She was also in 'The Full Monty' and according to her niece (see above) is now living in Buxton and is involved with theatre groups there.

We always called her 'Deardrie' but her mother Josie always pronounced it 'Daredrie'.......

First published 10th July 2011
Re-formatted and re-published 30th May 2018


By Dave Roberts

The Orange Wonder. In the early 1970s that hardy perennial 'Local Government Re-organisation' was in the air again.

There was talk of a 'Super Council' incorporating the Mid-Cheshire towns and stretching all the way to Sale in what is now Greater Manchester, but, as we know, Middlewich eventually became incorporated into the 'District of Daneborough' which, by some municipal sleight-of-hand, was renamed the 'District of Congleton' at the last minute.

The old Middlewich UDC, in its final days, did something quite remarkable to its fleet of vehicles.
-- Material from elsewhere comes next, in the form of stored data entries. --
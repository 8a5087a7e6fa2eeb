// Copyright 2026 Logsieve Contributors
//
// Licensed under the Apache License, Version 2.0 (the "License");
// you may not use this file except in compliance with the License.
// You may obtain a copy of the License at
//
//     http://www.apache.org/licenses/LICENSE-2.0
//
// Unless required by applicable law or agreed to in writing, software
// distributed under the License is distributed on an "AS IS" BASIS,
// WITHOUT WARRANTIES OR CONDITIONS OF ANY KIND, either express or implied.
// See the License for the specific language governing permissions and
// limitations under the License.

//! Search expression AST
//!
//! Queries are tagged variants traversed by `match`: And/Or nodes with
//! inversion flags over filter leaves, plus the Empty sentinel produced
//! by preprocessing when a branch can never match.

use std::fmt;
use std::sync::Arc;

use crate::core::{Error, FilterOp, LiteralType, LiteralTypeSet, Result};
use crate::search::descriptor::ColumnDescriptor;
use crate::search::pattern::WildcardPattern;

/// A literal operand of a filter expression
#[derive(Debug, Clone, PartialEq)]
pub enum Literal {
    Int(i64),
    Float(f64),
    Bool(bool),
    Str(String),
    Null,
}

impl Literal {
    /// The literal types a column must be able to take for a comparison
    /// against this operand to ever decide
    ///
    /// The match-anything string pattern carries no type information; a
    /// filter built on it is a pure presence check and admits every
    /// type.
    pub fn admitted_types(&self) -> LiteralTypeSet {
        match self {
            Literal::Int(_) => LiteralType::Integer | LiteralType::Float,
            Literal::Float(_) => LiteralType::Float.into(),
            Literal::Bool(_) => LiteralType::Boolean.into(),
            Literal::Str(s) if WildcardPattern::is_match_all(s) => LiteralTypeSet::ALL,
            Literal::Str(_) => LiteralType::VarString | LiteralType::ClpString,
            Literal::Null => LiteralType::Null.into(),
        }
    }

    /// String payload, if this literal is a string
    pub fn as_str(&self) -> Option<&str> {
        match self {
            Literal::Str(s) => Some(s),
            _ => None,
        }
    }
}

impl fmt::Display for Literal {
    fn fmt(&self, f: &mut fmt::Formatter<'_>) -> fmt::Result {
        match self {
            Literal::Int(i) => write!(f, "{}", i),
            Literal::Float(x) => write!(f, "{}", x),
            Literal::Bool(b) => write!(f, "{}", b),
            Literal::Str(s) => write!(f, "\"{}\"", s),
            Literal::Null => write!(f, "null"),
        }
    }
}

/// A single comparison between a column and an optional literal operand
#[derive(Debug, Clone)]
pub struct FilterExpr {
    op: FilterOp,
    column: Arc<ColumnDescriptor>,
    operand: Option<Literal>,
    inverted: bool,
    matcher: Option<WildcardPattern>,
}

impl FilterExpr {
    /// Create a filter expression
    ///
    /// Fails with InvalidArgument if the operation compares against an
    /// operand but none was supplied.
    pub fn new(
        op: FilterOp,
        column: Arc<ColumnDescriptor>,
        operand: Option<Literal>,
    ) -> Result<Self> {
        if op.needs_operand() && operand.is_none() {
            return Err(Error::invalid_argument(format!(
                "operation {} requires a literal operand",
                op
            )));
        }
        Ok(Self {
            op,
            column,
            operand,
            inverted: false,
            matcher: None,
        })
    }

    /// The comparison operation
    pub fn op(&self) -> FilterOp {
        self.op
    }

    /// The column this filter reads
    pub fn column(&self) -> &Arc<ColumnDescriptor> {
        &self.column
    }

    /// The literal operand, if the operation takes one
    pub fn operand(&self) -> Option<&Literal> {
        self.operand.as_ref()
    }

    /// Whether the filter's outcome is inverted
    pub fn is_inverted(&self) -> bool {
        self.inverted
    }

    /// Flip the inversion flag
    pub fn toggle_inverted(&mut self) {
        self.inverted = !self.inverted;
    }

    /// The compiled wildcard matcher for a string operand, once bound
    pub(crate) fn matcher(&self) -> Option<&WildcardPattern> {
        self.matcher.as_ref()
    }

    pub(crate) fn set_column(&mut self, column: Arc<ColumnDescriptor>) {
        self.column = column;
    }

    pub(crate) fn rewrite_as_presence_check(&mut self, op: FilterOp) {
        self.op = op;
        self.operand = None;
        self.matcher = None;
    }

    /// Compile the wildcard matcher for a string operand
    ///
    /// Called once per query at deserializer construction, when the
    /// invocation's case sensitivity is known.
    pub(crate) fn bind_matcher(&mut self, case_insensitive: bool) -> Result<()> {
        if let Some(Literal::Str(pattern)) = &self.operand {
            self.matcher = Some(WildcardPattern::compile(pattern, case_insensitive)?);
        }
        Ok(())
    }
}

/// A search expression
///
/// The preprocessed form is an Or of Ands of filters; Empty marks a
/// branch that can never match.
#[derive(Debug, Clone)]
pub enum Expr {
    And { children: Vec<Expr>, inverted: bool },
    Or { children: Vec<Expr>, inverted: bool },
    Filter(FilterExpr),
    Empty,
}

impl Expr {
    /// Create a non-inverted AND over the given children
    pub fn and(children: Vec<Expr>) -> Expr {
        Expr::And {
            children,
            inverted: false,
        }
    }

    /// Create a non-inverted OR over the given children
    pub fn or(children: Vec<Expr>) -> Expr {
        Expr::Or {
            children,
            inverted: false,
        }
    }

    /// Wrap an expression with an inversion
    pub fn not(expr: Expr) -> Expr {
        match expr {
            Expr::And { children, inverted } => Expr::And {
                children,
                inverted: !inverted,
            },
            Expr::Or { children, inverted } => Expr::Or {
                children,
                inverted: !inverted,
            },
            Expr::Filter(mut filter) => {
                filter.toggle_inverted();
                Expr::Filter(filter)
            }
            Expr::Empty => Expr::Empty,
        }
    }

    /// Returns true for the Empty sentinel
    pub fn is_empty(&self) -> bool {
        matches!(self, Expr::Empty)
    }

    /// Visit every filter in the expression
    pub fn for_each_filter<'a>(&'a self, visit: &mut impl FnMut(&'a FilterExpr)) {
        match self {
            Expr::And { children, .. } | Expr::Or { children, .. } => {
                for child in children {
                    child.for_each_filter(visit);
                }
            }
            Expr::Filter(filter) => visit(filter),
            Expr::Empty => {}
        }
    }

    pub(crate) fn for_each_filter_mut(&mut self, visit: &mut impl FnMut(&mut FilterExpr)) {
        match self {
            Expr::And { children, .. } | Expr::Or { children, .. } => {
                for child in children {
                    child.for_each_filter_mut(visit);
                }
            }
            Expr::Filter(filter) => visit(filter),
            Expr::Empty => {}
        }
    }
}
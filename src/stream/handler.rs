// Copyright 2026 Logsieve Contributors
//
// Licensed under the Apache License, Version 2.0 (the "License");
// you may not use this file except in compliance with the License.
// You may obtain a copy of the License at
//
//     http://www.apache.org/licenses/LICENSE-2.0
//
// Unless required by applicable law or agreed to in writing, software
// distributed under the License is distributed on an "AS IS" BASIS,
// WITHOUT WARRANTIES OR CONDITIONS OF ANY KIND, either express or implied.
// See the License for the specific language governing permissions and
// limitations under the License.

//! The unit handler contract
//!
//! The deserializer reports every deserialized IR unit to a handler, in
//! strict stream order, exactly once each. Any error a handler returns
//! is propagated verbatim as the step's error; the deserializer never
//! retries, so the application owns recovery policy.

use crate::core::{Namespace, NodeId, NodeLocator, Result, SchemaTree, UtcOffset};
use crate::stream::event::LogEvent;

/// User-defined operations invoked per deserialized IR unit
///
/// Schema trees are lent read-only for the duration of a callback; a
/// handler must not hold on to them past its return.
pub trait UnitHandler {
    /// Handle a log event that satisfied the query
    fn handle_log_event(&mut self, event: LogEvent<'_>) -> Result<()>;

    /// Handle a schema tree node insertion
    ///
    /// The locator's node has already been inserted into `tree` when
    /// this fires.
    fn handle_schema_tree_node_insertion(
        &mut self,
        namespace: Namespace,
        locator: &NodeLocator,
        tree: &SchemaTree,
    ) -> Result<()>;

    /// Handle a UTC offset change
    fn handle_utc_offset_change(&mut self, old: UtcOffset, new: UtcOffset) -> Result<()>;

    /// Handle the end-of-stream marker
    fn handle_end_of_stream(&mut self) -> Result<()>;

    /// Handle a projected key path resolving to a schema tree node
    ///
    /// Fires at most once per projected path, before the insertion
    /// callback of the node that resolved it.
    fn handle_projection_resolution(
        &mut self,
        namespace: Namespace,
        node_id: NodeId,
        key_path: &str,
    ) -> Result<()> {
        let _ = (namespace, node_id, key_path);
        Ok(())
    }
}

/// A handler that accepts every unit and does nothing
///
/// Useful for pure deserialization, e.g. skipping to the end of a
/// stream or validating its framing.
#[derive(Debug, Default, Clone, Copy)]
pub struct NoopHandler;

impl UnitHandler for NoopHandler {
    fn handle_log_event(&mut self, _event: LogEvent<'_>) -> Result<()> {
        Ok(())
    }

    fn handle_schema_tree_node_insertion(
        &mut self,
        _namespace: Namespace,
        _locator: &NodeLocator,
        _tree: &SchemaTree,
    ) -> Result<()> {
        Ok(())
    }

    fn handle_utc_offset_change(&mut self, _old: UtcOffset, _new: UtcOffset) -> Result<()> {
        Ok(())
    }

    fn handle_end_of_stream(&mut self) -> Result<()> {
        Ok(())
    }
}
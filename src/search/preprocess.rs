// Copyright 2026 Logsieve Contributors
//
// Licensed under the Apache License, Version 2.0 (the "License");
// you may not use this file except in compliance with the License.
// You may obtain a copy of the License at
//
//     http://www.apache.org/licenses/LICENSE-2.0
//
// Unless required by applicable law or agreed to in writing, software
// distributed under the License is distributed on an "AS IS" BASIS,
// WITHOUT WARRANTIES OR CONDITIONS OF ANY KIND, either express or implied.
// See the License for the specific language governing permissions and
// limitations under the License.

//! Query preprocessing passes
//!
//! Three rewrite passes run before a query is evaluated against any
//! event:
//!
//! 1. OR-of-AND normalization - the root becomes an OR of ANDs of
//!    filters, with negations pushed down onto the filters.
//! 2. Type narrowing - each filter's column type mask is intersected
//!    with what its operation and operand can decide; a filter whose
//!    mask empties becomes the Empty sentinel and propagates upward
//!    (Empty AND x => Empty, Empty OR x => x).
//! 3. Exists conversion - filters comparing against the match-anything
//!    string pattern become plain presence checks.
//!
//! A pass returning Empty short-circuits the remaining passes. A `None`
//! query stays `None` ("match everything").

use crate::core::{FilterOp, LiteralTypeSet};
use crate::search::ast::{Expr, FilterExpr, Literal};
use crate::search::pattern::WildcardPattern;

/// Run all preprocessing passes on a query
pub fn preprocess(query: Option<Expr>) -> Option<Expr> {
    let expr = query?;

    let expr = or_of_and_form(expr);
    if expr.is_empty() {
        return Some(Expr::Empty);
    }

    let expr = narrow_types(expr);
    if expr.is_empty() {
        return Some(Expr::Empty);
    }

    Some(convert_to_exists(expr))
}

/// Normalize an expression into an OR of ANDs of filters
///
/// Negations are pushed down to the filter leaves via De Morgan's laws,
/// interior conjunctions are distributed over disjunctions, and the
/// result is rebuilt as a two-level tree (a single conjunct still gets
/// its OR/AND wrappers, which keeps the pass idempotent).
pub fn or_of_and_form(expr: Expr) -> Expr {
    if expr.is_empty() {
        return Expr::Empty;
    }
    let pushed = push_negations(expr, false);
    let disjuncts = collect_disjuncts(pushed);
    if disjuncts.is_empty() {
        return Expr::Empty;
    }
    Expr::or(
        disjuncts
            .into_iter()
            .map(|conjunct| Expr::and(conjunct.into_iter().map(Expr::Filter).collect()))
            .collect(),
    )
}

fn push_negations(expr: Expr, negate: bool) -> Expr {
    match expr {
        Expr::And { children, inverted } => {
            let negated = inverted ^ negate;
            let children: Vec<Expr> = children
                .into_iter()
                .map(|child| push_negations(child, negated))
                .collect();
            if negated {
                Expr::or(children)
            } else {
                Expr::and(children)
            }
        }
        Expr::Or { children, inverted } => {
            let negated = inverted ^ negate;
            let children: Vec<Expr> = children
                .into_iter()
                .map(|child| push_negations(child, negated))
                .collect();
            if negated {
                Expr::and(children)
            } else {
                Expr::or(children)
            }
        }
        Expr::Filter(mut filter) => {
            if negate {
                filter.toggle_inverted();
            }
            Expr::Filter(filter)
        }
        Expr::Empty => Expr::Empty,
    }
}

/// Flatten a negation-free tree into disjuncts of conjoined filters
fn collect_disjuncts(expr: Expr) -> Vec<Vec<FilterExpr>> {
    match expr {
        Expr::Filter(filter) => vec![vec![filter]],
        Expr::Or { children, .. } => children.into_iter().flat_map(collect_disjuncts).collect(),
        Expr::And { children, .. } => {
            // Distribute: AND(a, OR(b, c)) => OR(AND(a, b), AND(a, c))
            let mut conjuncts: Vec<Vec<FilterExpr>> = vec![vec![]];
            for child in children {
                let alternatives = collect_disjuncts(child);
                if alternatives.is_empty() {
                    return vec![];
                }
                let mut extended = Vec::with_capacity(conjuncts.len() * alternatives.len());
                for prefix in &conjuncts {
                    for alternative in &alternatives {
                        let mut merged = prefix.clone();
                        merged.extend(alternative.iter().cloned());
                        extended.push(merged);
                    }
                }
                conjuncts = extended;
            }
            conjuncts
        }
        Expr::Empty => vec![],
    }
}

/// Intersect every filter's column type mask with what its operation and
/// operand can decide
pub fn narrow_types(expr: Expr) -> Expr {
    match expr {
        Expr::And { children, inverted } => {
            let mut narrowed = Vec::with_capacity(children.len());
            for child in children {
                let child = narrow_types(child);
                if child.is_empty() {
                    return Expr::Empty;
                }
                narrowed.push(child);
            }
            Expr::And {
                children: narrowed,
                inverted,
            }
        }
        Expr::Or { children, inverted } => {
            let mut kept = Vec::with_capacity(children.len());
            for child in children {
                let child = narrow_types(child);
                if !child.is_empty() {
                    kept.push(child);
                }
            }
            if kept.is_empty() {
                Expr::Empty
            } else {
                Expr::Or {
                    children: kept,
                    inverted,
                }
            }
        }
        Expr::Filter(mut filter) => {
            let admitted = filter
                .op()
                .admitted_literal_types()
                .intersection(operand_admitted_types(&filter));
            let mask = filter.column().types().intersection(admitted);
            if mask.is_empty() {
                return Expr::Empty;
            }
            if mask != filter.column().types() {
                let narrowed = filter.column().narrowed(mask);
                filter.set_column(narrowed);
            }
            Expr::Filter(filter)
        }
        Expr::Empty => Expr::Empty,
    }
}

fn operand_admitted_types(filter: &FilterExpr) -> LiteralTypeSet {
    match filter.operand() {
        Some(literal) => literal.admitted_types(),
        None => LiteralTypeSet::ALL,
    }
}

/// Rewrite filters whose only information is presence into EXISTS /
/// NEXISTS presence checks
pub fn convert_to_exists(expr: Expr) -> Expr {
    match expr {
        Expr::And { children, inverted } => Expr::And {
            children: children.into_iter().map(convert_to_exists).collect(),
            inverted,
        },
        Expr::Or { children, inverted } => Expr::Or {
            children: children.into_iter().map(convert_to_exists).collect(),
            inverted,
        },
        Expr::Filter(mut filter) => {
            let match_all_operand = matches!(
                filter.operand(),
                Some(Literal::Str(s)) if WildcardPattern::is_match_all(s)
            );
            if match_all_operand {
                match filter.op() {
                    FilterOp::Eq => filter.rewrite_as_presence_check(FilterOp::Exists),
                    FilterOp::Neq => filter.rewrite_as_presence_check(FilterOp::NotExists),
                    _ => {}
                }
            }
            Expr::Filter(filter)
        }
        Expr::Empty => Expr::Empty,
    }
}

#[cfg(test)]
mod tests {
    use super::*;
    use std::sync::Arc;

    use crate::core::{LiteralType, Namespace};
    use crate::search::descriptor::ColumnDescriptor;

    fn column(path: &str) -> Arc<ColumnDescriptor> {
        ColumnDescriptor::from_key_path(Namespace::UserGen, path).unwrap()
    }

    fn int_filter(path: &str, value: i64) -> Expr {
        Expr::Filter(FilterExpr::new(FilterOp::Eq, column(path), Some(Literal::Int(value))).unwrap())
    }

    fn str_filter(path: &str, pattern: &str) -> Expr {
        Expr::Filter(
            FilterExpr::new(
                FilterOp::Eq,
                column(path),
                Some(Literal::Str(pattern.to_string())),
            )
            .unwrap(),
        )
    }

    fn filters_of(expr: &Expr) -> Vec<(String, FilterOp, bool)> {
        let mut out = Vec::new();
        expr.for_each_filter(&mut |f| {
            out.push((f.column().to_string(), f.op(), f.is_inverted()))
        });
        out
    }

    #[test]
    fn test_preprocess_none_is_none() {
        assert!(preprocess(None).is_none());
    }

    #[test]
    fn test_single_filter_wrapped_in_or_of_and() {
        let expr = or_of_and_form(int_filter("x", 1));
        match &expr {
            Expr::Or { children, inverted } => {
                assert!(!inverted);
                assert_eq!(children.len(), 1);
                match &children[0] {
                    Expr::And { children, .. } => assert_eq!(children.len(), 1),
                    _ => panic!("expected AND under OR"),
                }
            }
            _ => panic!("expected OR root"),
        }
    }

    #[test]
    fn test_negation_pushed_to_filters() {
        // NOT (a == 1 AND b == 2) => NOT a == 1 OR NOT b == 2
        let expr = Expr::not(Expr::and(vec![int_filter("a", 1), int_filter("b", 2)]));
        let normalized = or_of_and_form(expr);
        let filters = filters_of(&normalized);
        assert_eq!(filters.len(), 2);
        assert!(filters.iter().all(|(_, _, inverted)| *inverted));
        match &normalized {
            Expr::Or { children, inverted } => {
                assert!(!inverted);
                assert_eq!(children.len(), 2, "De Morgan should split into two disjuncts");
            }
            _ => panic!("expected OR root"),
        }
    }

    #[test]
    fn test_and_distributes_over_or() {
        // a AND (b OR c) => (a AND b) OR (a AND c)
        let expr = Expr::and(vec![
            int_filter("a", 1),
            Expr::or(vec![int_filter("b", 2), int_filter("c", 3)]),
        ]);
        let normalized = or_of_and_form(expr);
        match &normalized {
            Expr::Or { children, .. } => {
                assert_eq!(children.len(), 2);
                for child in children {
                    match child {
                        Expr::And { children, .. } => assert_eq!(children.len(), 2),
                        _ => panic!("expected AND conjuncts"),
                    }
                }
            }
            _ => panic!("expected OR root"),
        }
    }

    #[test]
    fn test_narrow_keeps_compatible_filters() {
        let normalized = or_of_and_form(int_filter("x", 5));
        let narrowed = narrow_types(normalized);
        let filters = filters_of(&narrowed);
        assert_eq!(filters.len(), 1);
        let mut mask = None;
        narrowed.for_each_filter(&mut |f| mask = Some(f.column().types()));
        let mask = mask.unwrap();
        assert!(mask.contains(LiteralType::Integer));
        assert!(mask.contains(LiteralType::Float));
        assert!(!mask.contains(LiteralType::VarString));
    }

    #[test]
    fn test_narrow_empties_contradictory_filter() {
        // Ordering against a string literal can never decide
        let filter = Expr::Filter(
            FilterExpr::new(
                FilterOp::Gt,
                column("x"),
                Some(Literal::Str("abc".to_string())),
            )
            .unwrap(),
        );
        let narrowed = narrow_types(or_of_and_form(filter));
        assert!(narrowed.is_empty());
    }

    #[test]
    fn test_empty_propagates_through_algebra() {
        // (contradiction AND a) OR b => b
        let contradiction = Expr::Filter(
            FilterExpr::new(
                FilterOp::Lt,
                column("x"),
                Some(Literal::Bool(true)),
            )
            .unwrap(),
        );
        let expr = Expr::or(vec![
            Expr::and(vec![contradiction, int_filter("a", 1)]),
            int_filter("b", 2),
        ]);
        let result = narrow_types(or_of_and_form(expr));
        let filters = filters_of(&result);
        assert_eq!(filters.len(), 1);
        assert_eq!(filters[0].0, "user_gen:b");
    }

    #[test]
    fn test_all_branches_empty_gives_empty() {
        let contradiction = || {
            Expr::Filter(
                FilterExpr::new(
                    FilterOp::Gt,
                    column("x"),
                    Some(Literal::Str("s".to_string())),
                )
                .unwrap(),
            )
        };
        let expr = Expr::or(vec![contradiction(), contradiction()]);
        let result = preprocess(Some(expr)).unwrap();
        assert!(result.is_empty());
    }

    #[test]
    fn test_convert_to_exists() {
        let converted = convert_to_exists(str_filter("x", "*"));
        let filters = filters_of(&converted);
        assert_eq!(filters[0].1, FilterOp::Exists);

        let neq = Expr::Filter(
            FilterExpr::new(
                FilterOp::Neq,
                column("x"),
                Some(Literal::Str("**".to_string())),
            )
            .unwrap(),
        );
        let converted = convert_to_exists(neq);
        let filters = filters_of(&converted);
        assert_eq!(filters[0].1, FilterOp::NotExists);

        // A partial wildcard still compares values
        let converted = convert_to_exists(str_filter("x", "a*"));
        let filters = filters_of(&converted);
        assert_eq!(filters[0].1, FilterOp::Eq);
    }

    #[test]
    fn test_exists_conversion_keeps_full_type_mask() {
        // x == "*" carries no type information: after the full pipeline
        // the presence check must still admit every type
        let result = preprocess(Some(str_filter("x", "*"))).unwrap();
        let mut mask = None;
        result.for_each_filter(&mut |f| mask = Some(f.column().types()));
        assert_eq!(mask.unwrap(), LiteralTypeSet::ALL);
    }

    #[test]
    fn test_preprocess_idempotence() {
        let expr = Expr::not(Expr::and(vec![
            int_filter("a", 1),
            Expr::or(vec![str_filter("m", "err*"), str_filter("n", "*")]),
        ]));
        let once = preprocess(Some(expr)).unwrap();
        let twice = preprocess(Some(once.clone())).unwrap();
        assert_eq!(shape_of(&once), shape_of(&twice));
    }

    fn shape_of(expr: &Expr) -> String {
        match expr {
            Expr::And { children, inverted } => format!(
                "And[inv={}]({})",
                inverted,
                children.iter().map(shape_of).collect::<Vec<_>>().join(",")
            ),
            Expr::Or { children, inverted } => format!(
                "Or[inv={}]({})",
                inverted,
                children.iter().map(shape_of).collect::<Vec<_>>().join(",")
            ),
            Expr::Filter(f) => format!(
                "Filter[{} {} inv={} mask={:#x}]",
                f.column(),
                f.op(),
                f.is_inverted(),
                f.column().types().bits()
            ),
            Expr::Empty => "Empty".to_string(),
        }
    }
}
The council's official livery had always been a rather dignified dark green but the council decided that, in the trendy 1970s, this was far too drab and, decided to go to the opposite extreme. 

Everything was painted orange and blue, including this dustcart which the dustmen promptly dubbed 'The Orange Wonder'.
But it wasn't any old orange and blue, mind you. The official colours were 'tangerine and Delft blue'.

It had always been the custom to paint the town's lamp posts in council colours too but, thankfully, we were spared that. The 'Orange Wonder' is pictured here at its depot on the Civic Hall car park.

The buildings are still there and still, I think, in council use.

For many people the Orange Wonder will always be associated with its most celebrated driver, George 'Scampy' Robinson. 

George can be seen in our companion Diary entry:


This photo was first published on Facebook on 4th May 2011. The original feedback is below:

Dave Roberts If you're sharp-eyed and observant you'll notice that, even after all these years, and now that the Congleton Borough era has been and gone, traces of the old Middlewich UDC can still be found around the town. There's an MUDC sign in Chadwick Road and one at the entrance to Fountain Fields (although that one was, I think, put there by the CBC) and probably more. There are, too, many manhole and stop tap covers on our pavements with the council's name or initials on them. Of course, MUDC's main legacy is its successor, the Middlewich Town Council, which is one of the liveliest and most effective 'successor' parish councils in the country.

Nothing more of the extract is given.